Content Security Policy Editor

Content Security Policy (CSP) is an added layer of security that helps to detect and mitigate certain kinds of code injection attacks, such as Cross Site Scripting (XSS).

The Content Security Policy editor allows you to provide a secure Developer Portal experience for your customers - with tight control over the content the portal will attempt to consume/integrate. The new gold standard in these regards is "maintaining a robust Content-Security-Policy on your web/application server". Carefully crafting the contract for site content sources serves as a bulwark against XSS attacks.

You will notice, as you begin implementation/customization of your Developer Portal, that the out-of-the-box default policy is very restrictive. This is by design - we want your server to start out with least-privilege for the default behaviors of the core application. When you need to relax a CSP directive, navigate to the Content-Security-Policy editor:
  1. Login to Configuration Manager and click on Zone Settings.
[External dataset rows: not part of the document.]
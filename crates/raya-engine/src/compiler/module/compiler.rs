//! Multi-module compiler
//!
//! Orchestrates compilation of multiple Raya source files with import resolution.

use std::collections::HashSet;
use std::fs;
use std::path::{Path, PathBuf};

use thiserror::Error;

use crate::compiler::bytecode::Module as BytecodeModule;
use crate::compiler::{Compiler, CompileError};
use crate::parser::ast::{Module as AstModule, Statement, ImportSpecifier};
use crate::parser::checker::{Binder, TypeChecker, Symbol, SymbolFlags, ScopeId};
use crate::parser::{Interner, Parser, TypeContext, Span};

use super::cache::ModuleCache;
use super::exports::{ExportRegistry, ExportedSymbol, ModuleExports};
use super::graph::{GraphError, ModuleGraph};
use super::resolver::{ModuleResolver, ResolveError};

/// Errors that can occur during multi-module compilation
#[derive(Debug, Error)]
pub enum ModuleCompileError {
    /// Module resolution failed
    #[error("Module resolution error: {0}")]
    Resolution(#[from] ResolveError),

    /// Circular dependency detected
    #[error("Circular dependency: {0}")]
    CircularDependency(#[from] GraphError),

    /// IO error reading source file
    #[error("IO error reading {path}: {message}")]
    IoError { path: PathBuf, message: String },

    /// Lexer error
    #[error("Lexer error in {path}: {message}")]
    LexError { path: PathBuf, message: String },

    /// Parse error
    #[error("Parse error in {path}: {message}")]
    ParseError { path: PathBuf, message: String },

    /// Type check error
    #[error("Type error in {path}: {message}")]
    TypeError { path: PathBuf, message: String },

    /// Compilation error
    #[error("Compile error in {path}: {source}")]
    CompileError {
        path: PathBuf,
        #[source]
        source: CompileError,
    },
}

/// Result type for module compilation
pub type ModuleCompileResult<T> = Result<T, ModuleCompileError>;

/// Compiled module with its path and dependencies
#[derive(Debug)]
pub struct CompiledModule {
    /// Absolute path to the source file
    pub path: PathBuf,
    /// Compiled bytecode module
    pub bytecode: BytecodeModule,
    /// Paths to modules this module imports
    pub imports: Vec<PathBuf>,
}

/// Multi-module compiler
///
/// Handles compilation of multiple Raya source files with:
/// - Import resolution
/// - Dependency graph construction
/// - Cycle detection
/// - Compilation in topological order
/// - Module caching
#[derive(Debug)]
pub struct ModuleCompiler {
    /// Module resolver for import paths
    resolver: ModuleResolver,
    /// Dependency graph
    graph: ModuleGraph,
    /// Compiled module cache
    cache: ModuleCache,
    /// Export registry for cross-module symbol resolution
    exports: ExportRegistry,
    /// JSX compilation options (None = JSX disabled)
    jsx_options: Option<crate::compiler::lower::JsxOptions>,
}
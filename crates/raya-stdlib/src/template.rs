//! Template module implementation (std:template)
//!
//! A simple Mustache-like template engine implemented in pure Rust.
//! Supports variable interpolation, sections, inverted sections,
//! and raw (unescaped) variables. Data is provided as JSON strings
//! parsed with serde_json.

use parking_lot::Mutex;
use raya_sdk::{NativeCallResult, NativeContext, NativeValue};
use serde_json::Value as JsonValue;
use std::collections::HashMap;
use std::sync::atomic::{AtomicU64, Ordering};
use std::sync::LazyLock;

// ============================================================================
// Template token types
// ============================================================================

/// A parsed template token
#[derive(Clone, Debug)]
enum TemplateToken {
    /// Literal text
    Text(String),
    /// Variable substitution: `{{name}}` (HTML-escaped)
    Variable(String),
    /// Raw variable substitution: `{{{name}}}` (unescaped)
    RawVariable(String),
    /// Section start: `{{#name}}`
    SectionStart(String),
    /// Section end: `{{/name}}`
    SectionEnd(String),
    /// Inverted section start: `{{^name}}`
    InvertedStart(String),
}

// ============================================================================
// Compiled template storage
// ============================================================================

/// Next handle ID for compiled templates
static NEXT_ID: AtomicU64 = AtomicU64::new(1);

/// Global store of compiled templates keyed by handle ID
static TEMPLATES: LazyLock<Mutex<HashMap<u64, Vec<TemplateToken>>>> =
    LazyLock::new(|| Mutex::new(HashMap::new()));

// ============================================================================
// Public dispatch
// ============================================================================

/// Handle template method calls by ID
///
/// Routes native call IDs (0xB000-0xB003) to the appropriate handler.
pub fn call_template_method(
    ctx: &dyn NativeContext,
    id: u16,
    args: &[NativeValue],
) -> NativeCallResult {
    match id {
        0xB000 => template_compile(ctx, args),
        0xB001 => template_render(ctx, args),
        0xB002 => compiled_render(ctx, args),
        0xB003 => compiled_release(ctx, args),
        _ => NativeCallResult::Unhandled,
    }
}
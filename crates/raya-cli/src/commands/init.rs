//! `raya init` — Initialize a new Raya project.

use raya_runtime::Runtime;
use std::path::PathBuf;

pub fn execute(
    path: PathBuf,
    name: Option<String>,
    _template: String,
    _yes: bool,
) -> anyhow::Result<()> {
    let rt = Runtime::new();
    let dir_str = path.display().to_string().replace('\\', "/").replace('"', "\\\"");
    let name_arg = match name {
        Some(n) => format!("\"{}\"", n.replace('"', "\\\"")),
        None => "null".to_string(),
    };
    let script = format!(
        r#"pm.init("{}", {})"#,
        dir_str, name_arg
    );
    match rt.eval(&script) {
        Ok(_) => Ok(()),
        Err(e) => {
            eprintln!("Error: {}", e);
            std::process::exit(1);
        }
    }
}
impl Ord for SleepEntry {
    fn cmp(&self, other: &Self) -> Ordering {
        other.wake_at.cmp(&self.wake_at) // reverse for min-heap
    }
}

impl PartialOrd for SleepEntry {
    fn partial_cmp(&self, other: &Self) -> Option<Ordering> {
        Some(self.cmp(other))
    }
}

impl PartialEq for SleepEntry {
    fn eq(&self, other: &Self) -> bool {
        self.wake_at == other.wake_at
    }
}

impl Eq for SleepEntry {}


// ============================================================================
// Reactor
// ============================================================================

/// Unified reactor that runs scheduling + event loop in a single thread.
pub struct Reactor {
    /// VM worker pool size
    vm_worker_count: usize,
    /// IO worker pool size
    io_worker_count: usize,

    /// Shared VM state
    shared_state: Arc<SharedVmState>,

    /// Channel: reactor → VM workers (bounded for backpressure)
    vm_task_tx: Option<Sender<VmWork>>,
    /// Channel: VM workers → reactor (execution results)
    vm_result_rx: Option<Receiver<VmResult>>,
    /// Channel: VM workers → reactor (IO submissions from NativeCallResult::Suspend)
    io_submit_rx: Option<Receiver<IoSubmission>>,
    /// Sender cloned into VM workers for IO submissions
    io_submit_tx: Option<Sender<IoSubmission>>,

    /// Channel: reactor → IO workers
    io_work_tx: Option<Sender<IoWork>>,
    /// Channel: IO workers → reactor (completions)
    io_completion_rx: Option<Receiver<IoPoolCompletion>>,

    /// Shutdown signal
    shutdown: Arc<AtomicBool>,

    /// Thread handles
    reactor_handle: Option<JoinHandle<()>>,
    vm_worker_handles: Vec<JoinHandle<()>>,
    io_worker_handles: Vec<JoinHandle<()>>,

    /// Whether the reactor has been started
    started: bool,
}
  2. Scroll down to the Portal Settings section and look at your default CSP in the Preview pane.

Default Policy

We ship a very restrictive default policy - only allowing specific assets that we need to drive our own features (example: the opt-in ReCaptcha feature, for quality-gating user registration). As a matter of fact, this 'baseline' policy will always be present in the CSP, even if you choose to completely delete it from your Zone Settings. You don't ever have to worry about your changes impacting our functionality, as the backend will ensure the necessary CSP allowances are in-place.

Refinement

The Mashery Local Developer Portal is a functional, customizable blank-slate for you to foster compelling developer community engagement. As your Developer Portal evolves, you will need to incorporate your brand imagery and/or other assets (potentially hosted elsewhere, from CDNs, or from inside the portal via the ZIP File Asset Ingestion mechanism). You can make any change you want to refine your portal's CSP policy in an intuitive interface.

Directive Support

Currently you have open-ended built-in support for the following ten directives:
default-src script-src img-src font-src style-src
connect-src object-src child-src frame-src media-src

For every directive above, you can:

  • use checkboxes to designate boolean yes/no policy elements
  • add hosts to the directive
  • remove hosts from the directive
  • review your configured CSP
  • live-preview the unsaved/proposed changes to your CSP

Adding Hosts

To add a host/domain to a directive:
  1. Type into the Hosts editor.

  2. Then press TAB.

    Note: At this point, the Preview will reflect your current in-page configuration, but it won't be enforced by the Developer Portal until you click Save.
  3. Click Save.

Removing Hosts

When you want to remove a host from a particular CSP directive, you can simply hover your mouse over the host that you no longer want in the policy - the tag-like bubble will expand and you can click the X on the right side of the host name to remove it from the CSP.

Preview

As you refine your CSP, you will see that the Preview pane is automatically updating to show you what the new policy will look like in the browser.

Testing

When you want to test your policy, simply navigate to any Developer Portal page and you can inspect the Content-Security-Policy header that applies to the requests to the portal domain.
  1. Click the Content Management System Preview button on a content object.

  2. Open the Network debugging tool for your browser and select a call to your portal domain.

You'll find that all Developer Portal pages coming from your cluster will have your chosen policy enforced.